▶ Task to carry out: From the records below, transcribe exactly the lines that begin at the line with "filename src/camera.rs" and end at the line with "pub fn from_command(command: &[String])", both included.

▶ Data for this task:
▼

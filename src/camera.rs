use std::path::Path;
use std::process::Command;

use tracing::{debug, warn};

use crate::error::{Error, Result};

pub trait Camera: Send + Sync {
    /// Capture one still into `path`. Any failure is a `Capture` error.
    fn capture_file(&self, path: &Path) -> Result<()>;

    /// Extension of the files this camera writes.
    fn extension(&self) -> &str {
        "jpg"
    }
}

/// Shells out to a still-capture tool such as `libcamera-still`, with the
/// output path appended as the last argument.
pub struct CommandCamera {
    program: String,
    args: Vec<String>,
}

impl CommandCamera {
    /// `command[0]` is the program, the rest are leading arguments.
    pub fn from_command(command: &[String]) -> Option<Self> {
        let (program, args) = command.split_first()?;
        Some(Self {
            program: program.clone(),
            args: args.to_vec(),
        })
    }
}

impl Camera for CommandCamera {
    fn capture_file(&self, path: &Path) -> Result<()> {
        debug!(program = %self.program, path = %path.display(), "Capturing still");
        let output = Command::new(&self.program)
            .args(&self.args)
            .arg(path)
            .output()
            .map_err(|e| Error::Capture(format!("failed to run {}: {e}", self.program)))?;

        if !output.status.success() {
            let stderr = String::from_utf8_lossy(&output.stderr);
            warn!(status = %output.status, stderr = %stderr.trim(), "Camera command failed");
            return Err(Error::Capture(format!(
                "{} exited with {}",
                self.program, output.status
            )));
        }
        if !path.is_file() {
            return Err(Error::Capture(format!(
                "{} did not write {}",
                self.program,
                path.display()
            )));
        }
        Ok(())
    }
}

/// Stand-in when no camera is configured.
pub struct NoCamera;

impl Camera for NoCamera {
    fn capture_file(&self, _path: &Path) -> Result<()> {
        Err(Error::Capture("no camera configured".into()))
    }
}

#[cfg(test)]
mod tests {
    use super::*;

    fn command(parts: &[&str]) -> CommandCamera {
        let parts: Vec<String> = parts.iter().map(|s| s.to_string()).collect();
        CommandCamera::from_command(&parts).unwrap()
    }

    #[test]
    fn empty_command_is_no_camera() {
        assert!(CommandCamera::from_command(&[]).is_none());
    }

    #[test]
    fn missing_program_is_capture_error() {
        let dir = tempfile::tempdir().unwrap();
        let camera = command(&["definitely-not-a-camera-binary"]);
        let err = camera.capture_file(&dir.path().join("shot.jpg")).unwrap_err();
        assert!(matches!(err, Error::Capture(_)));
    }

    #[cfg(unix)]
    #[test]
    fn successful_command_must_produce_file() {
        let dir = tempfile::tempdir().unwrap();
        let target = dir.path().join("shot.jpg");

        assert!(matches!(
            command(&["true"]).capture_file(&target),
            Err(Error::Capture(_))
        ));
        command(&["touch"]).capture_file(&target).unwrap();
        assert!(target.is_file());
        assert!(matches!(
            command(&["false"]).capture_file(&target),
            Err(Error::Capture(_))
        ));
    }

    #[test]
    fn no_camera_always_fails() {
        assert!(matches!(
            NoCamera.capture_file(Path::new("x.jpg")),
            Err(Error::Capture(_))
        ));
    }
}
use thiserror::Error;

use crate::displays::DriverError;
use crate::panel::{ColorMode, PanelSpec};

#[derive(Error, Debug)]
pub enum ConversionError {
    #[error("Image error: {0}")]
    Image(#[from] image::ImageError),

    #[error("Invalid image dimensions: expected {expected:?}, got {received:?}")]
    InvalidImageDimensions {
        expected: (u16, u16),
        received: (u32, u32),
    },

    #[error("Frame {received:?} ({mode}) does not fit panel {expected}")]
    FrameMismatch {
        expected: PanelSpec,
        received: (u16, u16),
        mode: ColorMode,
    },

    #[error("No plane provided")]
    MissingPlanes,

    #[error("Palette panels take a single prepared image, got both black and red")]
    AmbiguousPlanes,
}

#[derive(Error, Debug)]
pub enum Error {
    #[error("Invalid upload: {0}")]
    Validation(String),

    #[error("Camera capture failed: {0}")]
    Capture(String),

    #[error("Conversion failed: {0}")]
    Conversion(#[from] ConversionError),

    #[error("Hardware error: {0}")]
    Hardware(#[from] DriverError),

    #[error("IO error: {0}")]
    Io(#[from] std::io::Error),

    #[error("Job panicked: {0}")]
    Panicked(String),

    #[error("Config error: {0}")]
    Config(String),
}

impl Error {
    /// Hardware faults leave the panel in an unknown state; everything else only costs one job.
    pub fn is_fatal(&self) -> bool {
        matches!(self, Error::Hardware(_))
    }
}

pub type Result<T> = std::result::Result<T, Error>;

▲
▼

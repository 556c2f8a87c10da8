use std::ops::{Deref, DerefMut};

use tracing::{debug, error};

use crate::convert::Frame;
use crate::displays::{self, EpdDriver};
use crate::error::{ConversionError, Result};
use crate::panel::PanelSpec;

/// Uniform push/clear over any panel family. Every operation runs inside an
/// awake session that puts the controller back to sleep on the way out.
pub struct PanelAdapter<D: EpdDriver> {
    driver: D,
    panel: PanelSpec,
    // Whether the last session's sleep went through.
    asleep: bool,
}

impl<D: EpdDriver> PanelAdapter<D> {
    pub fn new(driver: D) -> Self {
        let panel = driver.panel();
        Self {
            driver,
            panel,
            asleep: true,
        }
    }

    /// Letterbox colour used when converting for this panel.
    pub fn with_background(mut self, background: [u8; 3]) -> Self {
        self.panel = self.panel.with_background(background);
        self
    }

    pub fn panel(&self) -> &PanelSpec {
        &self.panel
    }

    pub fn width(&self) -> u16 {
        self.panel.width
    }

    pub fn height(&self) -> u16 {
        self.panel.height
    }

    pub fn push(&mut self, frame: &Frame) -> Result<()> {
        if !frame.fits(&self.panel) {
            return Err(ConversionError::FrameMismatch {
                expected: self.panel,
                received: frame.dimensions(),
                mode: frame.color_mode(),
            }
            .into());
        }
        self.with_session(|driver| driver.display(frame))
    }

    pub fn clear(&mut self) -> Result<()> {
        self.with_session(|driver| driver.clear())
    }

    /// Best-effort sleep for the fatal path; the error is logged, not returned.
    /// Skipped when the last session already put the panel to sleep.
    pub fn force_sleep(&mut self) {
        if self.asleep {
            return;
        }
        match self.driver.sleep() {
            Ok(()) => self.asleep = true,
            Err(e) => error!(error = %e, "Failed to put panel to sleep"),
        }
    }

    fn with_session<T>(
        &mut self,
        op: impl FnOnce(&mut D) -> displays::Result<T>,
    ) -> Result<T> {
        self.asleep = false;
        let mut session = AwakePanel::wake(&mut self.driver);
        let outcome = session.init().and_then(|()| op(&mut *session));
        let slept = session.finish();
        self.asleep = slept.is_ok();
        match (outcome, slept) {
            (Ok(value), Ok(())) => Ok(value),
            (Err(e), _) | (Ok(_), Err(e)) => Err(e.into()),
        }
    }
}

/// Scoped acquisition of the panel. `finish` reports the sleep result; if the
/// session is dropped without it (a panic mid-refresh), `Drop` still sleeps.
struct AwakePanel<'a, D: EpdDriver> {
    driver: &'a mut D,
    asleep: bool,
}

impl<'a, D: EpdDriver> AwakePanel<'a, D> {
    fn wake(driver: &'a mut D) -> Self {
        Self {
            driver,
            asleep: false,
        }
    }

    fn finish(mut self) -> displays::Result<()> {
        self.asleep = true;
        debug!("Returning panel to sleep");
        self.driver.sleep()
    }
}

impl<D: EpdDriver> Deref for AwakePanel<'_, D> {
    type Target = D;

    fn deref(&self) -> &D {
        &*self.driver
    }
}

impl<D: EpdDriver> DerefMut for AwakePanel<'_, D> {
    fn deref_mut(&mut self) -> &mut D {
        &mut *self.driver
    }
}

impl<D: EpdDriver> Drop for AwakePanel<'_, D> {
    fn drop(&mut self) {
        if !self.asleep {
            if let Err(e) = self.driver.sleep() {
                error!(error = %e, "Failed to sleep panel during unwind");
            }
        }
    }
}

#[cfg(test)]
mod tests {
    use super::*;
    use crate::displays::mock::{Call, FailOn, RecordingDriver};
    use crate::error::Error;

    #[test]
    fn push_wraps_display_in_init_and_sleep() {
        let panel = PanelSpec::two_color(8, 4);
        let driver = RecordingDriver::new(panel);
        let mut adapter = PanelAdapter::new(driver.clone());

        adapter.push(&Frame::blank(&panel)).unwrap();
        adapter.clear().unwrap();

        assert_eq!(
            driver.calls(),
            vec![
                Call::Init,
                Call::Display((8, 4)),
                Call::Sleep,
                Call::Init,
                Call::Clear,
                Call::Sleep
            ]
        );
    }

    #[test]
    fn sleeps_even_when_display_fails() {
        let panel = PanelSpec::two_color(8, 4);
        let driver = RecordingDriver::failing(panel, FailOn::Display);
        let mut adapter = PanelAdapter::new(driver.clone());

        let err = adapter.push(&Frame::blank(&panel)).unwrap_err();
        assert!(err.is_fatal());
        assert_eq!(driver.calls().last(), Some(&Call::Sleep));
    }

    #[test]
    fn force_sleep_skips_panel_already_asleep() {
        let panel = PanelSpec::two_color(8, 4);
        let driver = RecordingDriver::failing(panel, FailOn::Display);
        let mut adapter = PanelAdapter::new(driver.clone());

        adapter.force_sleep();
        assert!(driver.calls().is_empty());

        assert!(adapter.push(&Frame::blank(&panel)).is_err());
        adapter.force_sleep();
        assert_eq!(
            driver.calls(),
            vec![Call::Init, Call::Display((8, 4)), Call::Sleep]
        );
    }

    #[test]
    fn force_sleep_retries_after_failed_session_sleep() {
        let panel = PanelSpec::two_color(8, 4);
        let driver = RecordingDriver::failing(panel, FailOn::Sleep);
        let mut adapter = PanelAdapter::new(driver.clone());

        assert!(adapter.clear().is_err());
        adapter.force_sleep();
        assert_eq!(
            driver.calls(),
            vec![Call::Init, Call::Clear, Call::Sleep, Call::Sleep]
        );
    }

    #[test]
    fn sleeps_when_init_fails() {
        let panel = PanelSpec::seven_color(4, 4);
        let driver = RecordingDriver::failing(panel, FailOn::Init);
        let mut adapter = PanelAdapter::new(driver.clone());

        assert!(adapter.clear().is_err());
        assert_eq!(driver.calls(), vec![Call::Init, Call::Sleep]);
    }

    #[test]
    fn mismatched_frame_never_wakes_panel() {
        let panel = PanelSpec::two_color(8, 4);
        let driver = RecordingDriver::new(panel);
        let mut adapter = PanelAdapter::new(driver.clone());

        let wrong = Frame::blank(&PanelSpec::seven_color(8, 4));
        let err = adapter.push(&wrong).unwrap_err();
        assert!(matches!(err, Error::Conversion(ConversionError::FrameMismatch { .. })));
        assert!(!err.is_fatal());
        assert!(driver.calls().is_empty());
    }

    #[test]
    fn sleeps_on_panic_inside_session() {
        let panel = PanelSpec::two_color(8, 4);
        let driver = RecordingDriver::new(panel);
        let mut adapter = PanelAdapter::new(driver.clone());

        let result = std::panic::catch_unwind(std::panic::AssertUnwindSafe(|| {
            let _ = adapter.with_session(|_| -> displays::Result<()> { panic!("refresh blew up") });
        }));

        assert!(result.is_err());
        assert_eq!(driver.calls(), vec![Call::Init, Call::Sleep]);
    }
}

▲

▶ Answer:
filename src/camera.rs
use std::path::Path;
use std::process::Command;

use tracing::{debug, warn};

use crate::error::{Error, Result};

pub trait Camera: Send + Sync {
    /// Capture one still into `path`. Any failure is a `Capture` error.
    fn capture_file(&self, path: &Path) -> Result<()>;

    /// Extension of the files this camera writes.
    fn extension(&self) -> &str {
        "jpg"
    }
}

/// Shells out to a still-capture tool such as `libcamera-still`, with the
/// output path appended as the last argument.
pub struct CommandCamera {
    program: String,
    args: Vec<String>,
}

impl CommandCamera {
    /// `command[0]` is the program, the rest are leading arguments.
    pub fn from_command(command: &[String]) -> Option<Self> {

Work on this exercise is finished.